SOCIETY GUIDELINE LINKS —
Links to society and government-sponsored guidelines from selected countries and regions around the world are provided separately. (See "Society guideline links: IgG4-related disease" and "Society guideline links: Sjögren's disease".)
SUMMARY AND RECOMMENDATIONS
●Acute versus chronic – We use "acute" salivary gland swelling to refer to symptoms that started within a few weeks to months (including recurrent symptoms), and "chronic" to refer to persistent symptoms of longer duration. However, there are no established guidelines defining the transition from "acute" to "chronic" salivary gland swelling. (See 'Definitions and terminology' above.)
●Differential diagnosis – Causes of salivary gland swelling can be categorized based on chronicity of symptoms and number of glands affected (table 1).
•Acute symptoms – Acute symptoms are most commonly due to sialoliths (salivary stones), infections (viral or bacterial), duct strictures, and following exposures (eg, certain drugs, intravenous contrast, or external beam radiation) (See 'Acute symptoms' above.)
•Chronic symptoms – Chronic symptoms may occur due to obstruction from tumors or other masses, or due to systemic disorders such as metabolic sialosis or Sjögren's disease. Less common systemic causes include other immune-mediated conditions (eg, IgG4-related disease), ANCA-associated vasculitides, and infiltrative causes (eg, amyloidosis or sarcoidosis). (See 'Chronic symptoms' above.)
●Initial clinical evaluation – The initial clinical evaluation involves determining the chronicity of symptoms and the number of glands affected to help narrow the differential diagnosis (table 3). Systemic symptoms (eg, fevers) and predisposing factors (eg, known medical conditions or exposures) can further help determine the etiology. Physical examination includes confirming salivary gland swelling, evaluating for gland tenderness or overlying erythema (both of which can indicate bacterial infection), and expressing salivary discharge with massage of the gland. (See 'Initial evaluation' above.)
●Imaging for most patients – We obtain imaging in most patients with salivary gland swelling, including those with severe, recurrent, chronic, or unexplained symptoms. Imaging helps determine whether swelling is from the salivary gland itself or from another structure (eg, an embedded or nearby lymph node) and also helps identify common etiologies, including stones or strictures. Patients who have a single episode of mild symptoms with a clear etiology and resolution within the expected timeframe do not require imaging. When imaging is necessary, we prefer ultrasound as the initial modality; CT with contrast is an alternative if salivary gland ultrasound is not available. (See 'Imaging for most patients' above.)

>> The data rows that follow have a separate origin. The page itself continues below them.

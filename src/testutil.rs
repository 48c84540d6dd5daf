use base64::{engine::general_purpose, Engine as _};
use sqlx::sqlite::{SqliteConnectOptions, SqlitePoolOptions};
use sqlx::SqlitePool;
use std::str::FromStr;

use crate::auth::hash_password;
use crate::state::{AppState, MailConfig};

/// Fresh in-memory database with migrations applied and mail disabled.
/// One connection only: every pool connection of an in-memory SQLite is a
/// separate database.
pub async fn test_state() -> AppState {
    let options = SqliteConnectOptions::from_str("sqlite::memory:")
        .unwrap()
        .foreign_keys(true);
    let pool = SqlitePoolOptions::new()
        .max_connections(1)
        .connect_with(options)
        .await
        .unwrap();
    crate::db::run_migrations(&pool).await.unwrap();

    AppState {
        db: pool,
        mail: MailConfig {
            host: String::new(),
            port: 587,
            user: String::new(),
            pass: String::new(),
            from: String::new(),
        },
    }
}

pub async fn insert_user(pool: &SqlitePool, username: &str, password: &str, role: &str, consent: bool) {
    let password_hash = hash_password(password).unwrap();
    sqlx::query(
        "INSERT INTO users (username, password_hash, role, vorname, nachname, email, consent_given) VALUES (?, ?, ?, ?, ?, ?, ?)",
    )
    .bind(username)
    .bind(password_hash)
    .bind(role)
    .bind("Test")
    .bind(username)
    .bind("")
    .bind(if consent { 1_i64 } else { 0 })
    .execute(pool)
    .await
    .unwrap();
}

pub async fn insert_event(pool: &SqlitePool, id: &str, start: &str, frist: &str, status: &str) {
    sqlx::query(
        "INSERT INTO event (id, title, ort, start, frist, status, category, required_staff) VALUES (?, 'Test', 'Ort', ?, ?, ?, 'CP', 0)",
    )
    .bind(id)
    .bind(start)
    .bind(frist)
    .bind(status)
    .execute(pool)
    .await
    .unwrap();
}

pub fn basic_auth_header(username: &str, password: &str) -> (&'static str, String) {
    let token = general_purpose::STANDARD.encode(format!("{username}:{password}"));
    ("Authorization", format!("Basic {token}"))
}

●When to refer – We refer patients to an otolaryngologist if they have significant pain associated with acute swelling, or if they have chronic or recurrent swelling (two or more lifetime episodes). A single minor (transient and without significant pain) episode of salivary gland swelling is sufficiently common that a referral to an otolaryngology is usually not required. (See 'When to refer' above.)

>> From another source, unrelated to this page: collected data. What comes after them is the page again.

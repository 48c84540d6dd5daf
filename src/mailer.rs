use lettre::{
    message::header::ContentType,
    transport::smtp::authentication::Credentials,
    AsyncSmtpTransport, AsyncTransport, Message, Tokio1Executor,
};

use crate::{
    db, rules,
    state::{AppState, MailConfig},
};

pub const NEW_EVENTS_SUBJECT: &str = "Neue Einsätze zum Einbuchen";
pub const NEW_EVENTS_BODY: &str = "Hallo,\n\n\
es wurden neue Einsätze zum Einbuchen im Online-Portal eingestellt.\n\n\
Bitte die Rückmeldefrist beachten.\n\n\
Viele Grüße\nCV Planung\n";

type MailError = Box<dyn std::error::Error + Send + Sync>;

/// Sends a plain text mail via SMTP. Missing configuration or a missing
/// recipient address is a silent no-op, not an error.
pub async fn send_mail(
    config: &MailConfig,
    to_addr: &str,
    subject: &str,
    body: &str,
) -> Result<(), MailError> {
    let to_addr = to_addr.trim();
    if to_addr.is_empty() || !config.enabled() {
        return Ok(());
    }

    let message = Message::builder()
        .from(config.from.parse()?)
        .to(to_addr.parse()?)
        .subject(subject)
        .header(ContentType::TEXT_PLAIN)
        .body(body.to_string())?;

    let transport = AsyncSmtpTransport::<Tokio1Executor>::starttls_relay(&config.host)?
        .port(config.port)
        .credentials(Credentials::new(config.user.clone(), config.pass.clone()))
        .build();

    transport.send(message).await?;
    Ok(())
}

/// Mail body for a changed roster entry. Only the fields that actually
/// changed get their own line; the base event facts are always included.
pub fn build_change_mail(
    employee_name: &str,
    event_title: &str,
    event_start: &str,
    ort: &str,
    dienstkleidung: &str,
    new_start_time: &str,
    new_remark: &str,
) -> String {
    let date_de = rules::format_date_de(event_start).unwrap_or_else(|| "TT.MM.JJJJ".to_string());

    let mut lines = vec![
        format!("Hallo {employee_name},"),
        String::new(),
        format!("es gibt eine Aktualisierung zu deinem Einsatz am {date_de}."),
        String::new(),
    ];

    let start_time = new_start_time.trim();
    let remark = new_remark.trim();
    if !start_time.is_empty() {
        lines.push(format!("Neue Startzeit: {start_time} ✅"));
    }
    if !remark.is_empty() {
        lines.push(format!("Neue Bemerkung: {remark} ✅"));
    }

    let title = some_or_dash(event_title);
    let dienst = some_or_dash(dienstkleidung);
    let location = some_or_dash(ort);

    lines.extend([
        String::new(),
        format!("Einsatz:  {title}"),
        format!("Dienstkleidung: {dienst}"),
        format!("Ort: {location}"),
        String::new(),
        "Viele Grüße".to_string(),
        "CV Planung".to_string(),
    ]);

    lines.join("\n")
}

fn some_or_dash(value: &str) -> &str {
    let trimmed = value.trim();
    if trimmed.is_empty() {
        "-"
    } else {
        trimmed
    }
}

/// Notifies an employee that a manager touched their roster entry. Any
/// failure is logged and swallowed; the parent request must not break over
/// a mail problem.
pub async fn notify_entry_change(
    state: &AppState,
    event_id: &str,
    username: &str,
    new_start_time: &str,
    new_remark: &str,
) {
    let Some(user) = db::fetch_user(&state.db, username).await else {
        return;
    };
    let Some(event) = db::fetch_event(&state.db, event_id).await else {
        return;
    };

    let email = user.email.clone().unwrap_or_default();
    if email.trim().is_empty() {
        return;
    }

    let employee_name = {
        let full_name = user.full_name();
        if full_name.is_empty() {
            username.to_string()
        } else {
            full_name
        }
    };

    let title = event.title.clone().unwrap_or_default();
    let title = if title.trim().is_empty() { "Einsatz" } else { title.trim() };
    let subject = format!("Änderung zu deinem Einsatz: {title}");
    let event_start = event
        .start
        .clone()
        .unwrap_or_default()
        .trim()
        .replace('T', " ");

    let body = build_change_mail(
        &employee_name,
        title,
        &event_start,
        event.ort.as_deref().unwrap_or(""),
        event.dienstkleidung.as_deref().unwrap_or(""),
        new_start_time,
        new_remark,
    );

    if let Err(err) = send_mail(&state.mail, email.trim(), &subject, &body).await {
        log::warn!("Mail send failed: {err}");
    }
}

#[cfg(test)]
mod tests {
    use super::*;

    #[test]
    fn change_mail_includes_only_changed_lines() {
        let body = build_change_mail(
            "Anna Muster",
            "Stadtfest",
            "2024-05-01 09:00",
            "Rathausplatz",
            "Schwarz",
            "10:30",
            "",
        );
        assert!(body.contains("Hallo Anna Muster,"));
        assert!(body.contains("am 01.05.2024."));
        assert!(body.contains("Neue Startzeit: 10:30 ✅"));
        assert!(!body.contains("Neue Bemerkung"));
        assert!(body.contains("Einsatz:  Stadtfest"));
        assert!(body.contains("Dienstkleidung: Schwarz"));
        assert!(body.contains("Ort: Rathausplatz"));
        assert!(body.ends_with("Viele Grüße\nCV Planung"));
    }

    #[test]
    fn change_mail_keeps_placeholder_for_broken_start() {
        let body = build_change_mail("Ben", "Messe", "irgendwann", "", "", "", "Bitte früher da sein");
        assert!(body.contains("am TT.MM.JJJJ."));
        assert!(body.contains("Neue Bemerkung: Bitte früher da sein ✅"));
        assert!(body.contains("Ort: -"));
    }

    #[actix_web::test]
    async fn send_mail_is_a_noop_without_config() {
        let config = MailConfig {
            host: "smtp.example.org".to_string(),
            port: 587,
            user: String::new(),
            pass: String::new(),
            from: String::new(),
        };
        // No credentials configured: must not error, must not try to send.
        send_mail(&config, "someone@example.org", "s", "b").await.unwrap();
        send_mail(&config, "  ", "s", "b").await.unwrap();
    }
}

●Specialized testing for selected patients – For patients in whom the diagnosis is still uncertain after initial evaluation (including clinical evaluation and initial imaging), specialized diagnostic testing such as sialography or sialendoscopy may be necessary. Gland biopsy is warranted if tumor is suspected and may also be diagnostic in some cases of chronic multiglandular swelling. (See 'Specialized testing for selected patients' above.)
●Generalized management principles – General supportive measures include sialagogues (eg, sour candy), warm compresses, oral hydration, gland massage (movie 2), and analgesia with NSAIDs or acetaminophen are often helpful in patients with sialadenitis due to obstruction from any cause and are reasonable interventions pending a firm diagnosis. (See "Salivary gland stones" and 'Supportive measures' above.)
Additional treatment is directed at the underlying cause of symptoms. (See 'Treatment of underlying cause' above.)